MR: Yeah, it will work, because the common sense of the American people is powerful, and I think that too many people here in Washington walk around thinking well, we can spin it this way, or we can use our allies in the media to confuse people and make them not believe their own eyes. But the truth is that we’re way past that today. The ability of people to get information from multiple sources in real time, the ability of us to communicate directly to our constituents, to go on programs such as yours and talk about the reality of what we’re facing, is something that wasn’t around not that long ago, and it’s incumbent upon us who feel passionate about this to go out there and make clear to the people what our choices are. And this is not a complicated issue. It’s very, very simple. The United States spends more money than it takes in, and it’s not generating enough revenue for its government to pay down the debt. So we have to figure out how do we stop spending more money than we take in? We need a balanced budget amendment. We need a spending cap. And we need real reductions in spending starting right now. And what do we do to get more revenue in the hands of government so it can pay down its debt and not grow its government? Well, you’re not going to do that through tax increases. You’re going to do that through new taxpayers, that is getting people back to work, getting people hired and working, so these people will pay taxes, and then we can use that revenue to pay down the debt. That’s what we need. And you’re not going to create new taxpayers, you’re not going to create economic growth and jobs in America if you’re running around threatening to raise taxes.
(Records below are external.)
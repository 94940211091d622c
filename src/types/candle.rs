use serde::{Deserialize, Serialize};

/// One OHLCV candle.
///
/// `time` is the period open in the exchange's native resolution (seconds for Huobi).
#[derive(Debug, Clone, Copy, PartialEq, Serialize, Deserialize)]
pub struct Candle {
    pub time: i64,
    pub open: f64,
    pub high: f64,
    pub low: f64,
    pub close: f64,
    pub volume: f64,
}

impl Candle {
    pub fn new(time: i64, open: f64, high: f64, low: f64, close: f64, volume: f64) -> Self {
        Self {
            time,
            open,
            high,
            low,
            close,
            volume,
        }
    }

    /// Typical price (high + low + close) / 3.
    pub fn typical_price(&self) -> f64 {
        (self.high + self.low + self.close) / 3.0
    }

    /// True range against the previous candle's close.
    pub fn true_range(&self, previous: &Candle) -> f64 {
        let hl = self.high - self.low;
        let hc = (self.high - previous.close).abs();
        let lc = (self.low - previous.close).abs();
        hl.max(hc).max(lc)
    }
}

/// Outcome of appending a candle to a window.
#[derive(Debug, Clone, Copy, PartialEq, Eq)]
pub enum AppendOutcome {
    /// A new period started; the candle was pushed at the tail.
    Appended,
    /// The tail candle for the same period was replaced in place.
    Replaced,
    /// The candle was older than the tail and was ignored.
    Stale,
}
HH: Do you think the President understands the underlying economics, Senator Rubio, and is just demagoguing it? Or is he fundamentally misinformed about how capitalism works?

MR: I think there are three things going on here. Number one, I think he’s a prisoner to extremist elements in his own base who not only, they don’t care that the taxes don’t solve any problems. They want their pound of flesh. They want to punish somebody, they want class warfare. That’s what they believe in. And this is their chance to do it, and they’re putting pressure on him to do that. So I think that’s his first problem. His second problem is that I think he’s surrounded by a bunch of people who philosophically do not believe fully in the free enterprise system, and in fact, they’d like to see government play a greater role. And they see this downturn in the economy, and crisis such as this, as an opportunity to exert more government involvement in our economy. And that’s the second problem. And his third problem is a level of incompetence. I think the President, quite frankly, is not up to the job. And if you look at every measure of quality of life in America today, unemployment is higher. The debt is higher. The only thing lower is the value of your home. If you look at every measurable economic thing in America today, they are all worse than they were the day he took over. Two and a half years into his presidency, things continue to get worse, not better, and it’s because the President is incompetent in his job as president. He is not, he doesn’t know what he’s doing.

I think he’s going to be President one day. And I agree with him on Obama’s competence. The man is not qualified in any way, shape or form to run a lemonade stand, much less to be the President of the most powerful country on the planet. I would like to see a Marco Rubio/Allen West ticket in 2020, after the two Michele Bachmann terms are done.